Action item: A word-for-word copy of the listing is needed. Retype it in full.

Record extracts:
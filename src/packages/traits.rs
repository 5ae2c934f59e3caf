// src/packages/traits.rs

//! Common types shared by the metadata reader and the installed query

use crate::error::Result;
use std::fmt;
use std::num::ParseIntError;
use std::str::FromStr;

/// A package build revision
///
/// Both pspec files and `eopkg li` report releases as plain integers, so a
/// single integer ordering applies to both sides of every comparison.
#[derive(Debug, Clone, Copy, PartialEq, Eq, PartialOrd, Ord, Hash)]
pub struct Release(u64);

impl Release {
    pub fn new(value: u64) -> Self {
        Self(value)
    }
}

impl FromStr for Release {
    type Err = ParseIntError;

    fn from_str(s: &str) -> std::result::Result<Self, Self::Err> {
        s.trim().parse().map(Self)
    }
}

impl fmt::Display for Release {
    fn fmt(&self, f: &mut fmt::Formatter<'_>) -> fmt::Result {
        write!(f, "{}", self.0)
    }
}

impl From<u64> for Release {
    fn from(value: u64) -> Self {
        Self(value)
    }
}

/// A third-party package reported as installed by the package manager
#[derive(Debug, Clone, PartialEq, Eq)]
pub struct InstalledPackage {
    pub name: String,
    pub release: Release,
}

impl InstalledPackage {
    pub fn new(name: impl Into<String>, release: impl Into<Release>) -> Self {
        Self {
            name: name.into(),
            release: release.into(),
        }
    }
}

/// Single-pass stream of installed packages
pub type InstalledStream = Box<dyn Iterator<Item = Result<InstalledPackage>>>;

/// Source of installed third-party packages
#[cfg_attr(test, mockall::automock)]
pub trait InstalledSource {
    /// Query the currently installed packages that did not come from the
    /// system's default repository
    ///
    /// Each call performs a fresh query; the returned stream must be
    /// consumed before the next call.
    fn query_installed(&self) -> Result<InstalledStream>;
}

#[cfg(test)]
mod tests {
    use super::*;

    #[test]
    fn test_release_parsing() {
        assert_eq!("5".parse::<Release>().unwrap(), Release::new(5));
        assert_eq!(" 12 ".parse::<Release>().unwrap(), Release::new(12));
        assert!("5a".parse::<Release>().is_err());
        assert!("".parse::<Release>().is_err());
        assert!("-1".parse::<Release>().is_err());
    }

    #[test]
    fn test_release_ordering_is_numeric() {
        // "10" sorts before "9" as text but not as a release
        let nine: Release = "9".parse().unwrap();
        let ten: Release = "10".parse().unwrap();
        assert!(ten > nine);
    }
}
//! Structured logging for accesswatch.
//!
//! Provides a [`Logger`] that writes events to stdout and optionally to a log
//! file. Output can be formatted as human-readable plain text or as
//! newline-delimited JSON (NDJSON), making it easy to ingest into log
//! shippers and SIEM platforms.
//!
//! All public functions are intentionally cheap — they take a shared reference
//! to the logger and do a single allocation per event for the formatted string.

use chrono::Local;
use serde::Serialize;
use std::fs::OpenOptions;
use std::io::{self, BufWriter, Write};
use std::sync::{Arc, Mutex};

// ── Event types ──────────────────────────────────────────────────────────────

/// All distinct event kinds that accesswatch can emit.
///
/// Each variant carries exactly the fields needed to describe that event.
/// The `#[serde(tag = "event")]` attribute ensures JSON output includes an
/// `"event"` key so consumers can filter by type without inspecting structure.
#[derive(Debug, Serialize)]
#[serde(tag = "event", rename_all = "snake_case")]
pub enum Event<'a> {
    /// Informational startup / status message.
    Info { message: &'a str },

    /// The request rate stayed above the threshold long enough to confirm a
    /// high-traffic alert.
    AlertRaised {
        /// Event time of the confirming record, RFC 3339.
        time: &'a str,
        /// Requests per second observed at confirmation.
        rate: f64,
    },

    /// The request rate stayed back under the threshold long enough to close
    /// the ongoing alert.
    AlertCleared {
        /// Event time of the confirming record, RFC 3339.
        time: &'a str,
        /// How long the alert lasted, in seconds.
        duration_secs: i64,
    },

    /// Session summary emitted on shutdown.
    SessionSummary {
        duration_secs: u64,
        lines_total: u64,
        parse_errors: u64,
        order_errors: u64,
        alerts_raised: u64,
    },
}

// ── Logger ───────────────────────────────────────────────────────────────────

/// Shared, thread-safe structured logger.
///
/// Constructed once in `main` and passed as an `Arc<Logger>` to every module
/// that needs to emit events. The internal `Mutex` serialises writes so that
/// output lines are never interleaved across threads.
pub struct Logger {
    /// Whether to format events as NDJSON instead of plain text.
    json: bool,
    /// Optional buffered file writer. `None` when `--log-file` was not given.
    file: Option<Mutex<BufWriter<std::fs::File>>>,
}

/// Type alias used throughout the codebase for convenience.
pub type SharedLogger = Arc<Logger>;

impl Logger {
    /// Creates a new logger.
    ///
    /// # Arguments
    /// * `json`     - Emit NDJSON instead of plain text when `true`.
    /// * `log_path` - If `Some`, open (or create) this file for appended writes.
    ///
    /// # Errors
    /// Returns an `io::Error` if the log file cannot be opened or created.
    pub fn new(json: bool, log_path: Option<&str>) -> io::Result<Self> {
        let file = match log_path {
            Some(path) => {
                let f = OpenOptions::new().create(true).append(true).open(path)?;
                Some(Mutex::new(BufWriter::new(f)))
            }
            None => None,
        };

        Ok(Self { json, file })
    }

    /// Logs a single [`Event`], writing to stdout and optionally to the log file.
    ///
    /// Plain-text output is prefixed with a timestamp and the event tag.
    /// NDJSON output is a single JSON object per line with a `"timestamp"` field
    /// injected alongside the event fields.
    pub fn log(&self, event: &Event) {
        let timestamp = Local::now().format("%Y-%m-%dT%H:%M:%S%.3f").to_string();

        let line = if self.json {
            // Serialise the event to a JSON Value so we can inject the timestamp.
            let mut val = serde_json::to_value(event).unwrap_or_default();
            if let Some(obj) = val.as_object_mut() {
                obj.insert(
                    "timestamp".to_string(),
                    serde_json::Value::String(timestamp.clone()),
                );
            }
            serde_json::to_string(&val).unwrap_or_default()
        } else {
            // Plain-text: "[TIMESTAMP] [TAG] human-readable description"
            format!("[{}] {}", timestamp, self.plain_text(event))
        };

        // Always write to stdout.
        println!("{}", line);

        // If a log file was configured, also write there.
        if let Some(mutex) = &self.file {
            if let Ok(mut writer) = mutex.lock() {
                let _ = writeln!(writer, "{}", line);
                let _ = writer.flush();
            }
        }
    }

    /// Formats an [`Event`] as a human-readable plain-text string (no timestamp).
    fn plain_text(&self, event: &Event) -> String {
        match event {
            Event::Info { message } => format!("[INFO] {}", message),

            Event::AlertRaised { time, rate } => format!(
                "AL - High traffic above threshold at {} ( {:.3} requests per second )",
                time, rate
            ),

            Event::AlertCleared { time, duration_secs } => format!(
                "OK - High traffic under threshold at {}. Alert duration {}s",
                time, duration_secs
            ),

            Event::SessionSummary {
                duration_secs,
                lines_total,
                parse_errors,
                order_errors,
                alerts_raised,
            } => format!(
                "[SUMMARY] duration={}s lines={} parse_errors={} order_errors={} alerts={}",
                duration_secs, lines_total, parse_errors, order_errors, alerts_raised
            ),
        }
    }
}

Final answer:
filename src/packages/traits.rs
repository 5ae2c934f59e3caf
// src/packages/traits.rs

//! Common types shared by the metadata reader and the installed query

use crate::error::Result;
use std::fmt;
use std::num::ParseIntError;
use std::str::FromStr;

/// A package build revision
///
/// Both pspec files and `eopkg li` report releases as plain integers, so a
/// single integer ordering applies to both sides of every comparison.
#[derive(Debug, Clone, Copy, PartialEq, Eq, PartialOrd, Ord, Hash)]
pub struct Release(u64);

impl Release {
    pub fn new(value: u64) -> Self {
        Self(value)
    }
}

impl FromStr for Release {
    type Err = ParseIntError;

    fn from_str(s: &str) -> std::result::Result<Self, Self::Err> {
        s.trim().parse().map(Self)
    }
}

impl fmt::Display for Release {
    fn fmt(&self, f: &mut fmt::Formatter<'_>) -> fmt::Result {
        write!(f, "{}", self.0)
    }
}

impl From<u64> for Release {
    fn from(value: u64) -> Self {
        Self(value)
    }
}

/// A third-party package reported as installed by the package manager
#[derive(Debug, Clone, PartialEq, Eq)]
pub struct InstalledPackage {
    pub name: String,
    pub release: Release,
}

impl InstalledPackage {
    pub fn new(name: impl Into<String>, release: impl Into<Release>) -> Self {
        Self {
            name: name.into(),
            release: release.into(),
        }
    }
}

/// Single-pass stream of installed packages
pub type InstalledStream = Box<dyn Iterator<Item = Result<InstalledPackage>>>;

/// Source of installed third-party packages
#[cfg_attr(test, mockall::automock)]
pub trait InstalledSource {
    /// Query the currently installed packages that did not come from the
    /// system's default repository
    ///
    /// Each call performs a fresh query; the returned stream must be
    /// consumed before the next call.
    fn query_installed(&self) -> Result<InstalledStream>;
}

#[cfg(test)]
mod tests {
    use super::*;

    #[test]
    fn test_release_parsing() {
        assert_eq!("5".parse::<Release>().unwrap(), Release::new(5));
        assert_eq!(" 12 ".parse::<Release>().unwrap(), Release::new(12));
        assert!("5a".parse::<Release>().is_err());
        assert!("".parse::<Release>().is_err());
        assert!("-1".parse::<Release>().is_err());
    }

    #[test]
    fn test_release_ordering_is_numeric() {
        // "10" sorts before "9" as text but not as a release
        let nine: Release = "9".parse().unwrap();
        let ten: Release = "10".parse().unwrap();
        assert!(ten > nine);
    }
}
//! Structured logging for accesswatch.
//!
//! Provides a [`Logger`] that writes events to stdout and optionally to a log
//! file. Output can be formatted as human-readable plain text or as
//! newline-delimited JSON (NDJSON), making it easy to ingest into log
//! shippers and SIEM platforms.
//!
//! All public functions are intentionally cheap — they take a shared reference
//! to the logger and do a single allocation per event for the formatted string.

use chrono::Local;
use serde::Serialize;
use std::fs::OpenOptions;
use std::io::{self, BufWriter, Write};
use std::sync::{Arc, Mutex};

// ── Event types ──────────────────────────────────────────────────────────────

/// All distinct event kinds that accesswatch can emit.
///
/// Each variant carries exactly the fields needed to describe that event.
/// The `#[serde(tag = "event")]` attribute ensures JSON output includes an
/// `"event"` key so consumers can filter by type without inspecting structure.
#[derive(Debug, Serialize)]
#[serde(tag = "event", rename_all = "snake_case")]
pub enum Event<'a> {
    /// Informational startup / status message.
    Info { message: &'a str },

    /// The request rate stayed above the threshold long enough to confirm a
    /// high-traffic alert.
    AlertRaised {
        /// Event time of the confirming record, RFC 3339.
        time: &'a str,
        /// Requests per second observed at confirmation.
        rate: f64,
    },

    /// The request rate stayed back under the threshold long enough to close
    /// the ongoing alert.
    AlertCleared {
        /// Event time of the confirming record, RFC 3339.
        time: &'a str,
        /// How long the alert lasted, in seconds.
        duration_secs: i64,
    },

    /// Session summary emitted on shutdown.
    SessionSummary {
        duration_secs: u64,
        lines_total: u64,
        parse_errors: u64,
        order_errors: u64,
        alerts_raised: u64,
    },
}

// ── Logger ───────────────────────────────────────────────────────────────────

/// Shared, thread-safe structured logger.
///
/// Constructed once in `main` and passed as an `Arc<Logger>` to every module
/// that needs to emit events. The internal `Mutex` serialises writes so that
/// output lines are never interleaved across threads.
pub struct Logger {
    /// Whether to format events as NDJSON instead of plain text.
    json: bool,
    /// Optional buffered file writer. `None` when `--log-file` was not given.
    file: Option<Mutex<BufWriter<std::fs::File>>>,
}

/// Type alias used throughout the codebase for convenience.
pub type SharedLogger = Arc<Logger>;

impl Logger {
    /// Creates a new logger.
    ///
    /// # Arguments
    /// * `json`     - Emit NDJSON instead of plain text when `true`.
    /// * `log_path` - If `Some`, open (or create) this file for appended writes.
    ///
    /// # Errors
    /// Returns an `io::Error` if the log file cannot be opened or created.
    pub fn new(json: bool, log_path: Option<&str>) -> io::Result<Self> {
        let file = match log_path {
            Some(path) => {
                let f = OpenOptions::new().create(true).append(true).open(path)?;
                Some(Mutex::new(BufWriter::new(f)))
            }
            None => None,
        };

        Ok(Self { json, file })
    }

    /// Logs a single [`Event`], writing to stdout and optionally to the log file.
    ///
    /// Plain-text output is prefixed with a timestamp and the event tag.
    /// NDJSON output is a single JSON object per line with a `"timestamp"` field
    /// injected alongside the event fields.
    pub fn log(&self, event: &Event) {
        let timestamp = Local::now().format("%Y-%m-%dT%H:%M:%S%.3f").to_string();

        let line = if self.json {
            // Serialise the event to a JSON Value so we can inject the timestamp.
            let mut val = serde_json::to_value(event).unwrap_or_default();
            if let Some(obj) = val.as_object_mut() {
                obj.insert(
                    "timestamp".to_string(),
                    serde_json::Value::String(timestamp.clone()),
                );
            }
            serde_json::to_string(&val).unwrap_or_default()
        } else {
            // Plain-text: "[TIMESTAMP] [TAG] human-readable description"
            format!("[{}] {}", timestamp, self.plain_text(event))
        };

        // Always write to stdout.
        println!("{}", line);

        // If a log file was configured, also write there.
        if let Some(mutex) = &self.file {
            if let Ok(mut writer) = mutex.lock() {
                let _ = writeln!(writer, "{}", line);
                let _ = writer.flush();
            }
        }
    }

    /// Formats an [`Event`] as a human-readable plain-text string (no timestamp).
    fn plain_text(&self, event: &Event) -> String {
        match event {
            Event::Info { message } => format!("[INFO] {}", message),

            Event::AlertRaised { time, rate } => format!(
                "AL - High traffic above threshold at {} ( {:.3} requests per second )",
                time, rate
            ),

            Event::AlertCleared { time, duration_secs } => format!(
                "OK - High traffic under threshold at {}. Alert duration {}s",
                time, duration_secs
            ),

            Event::SessionSummary {
                duration_secs,
                lines_total,
                parse_errors,
                order_errors,
                alerts_raised,
            } => format!(
                "[SUMMARY] duration={}s lines={} parse_errors={} order_errors={} alerts={}",
                duration_secs, lines_total, parse_errors, order_errors, alerts_raised
            ),
        }
    }
}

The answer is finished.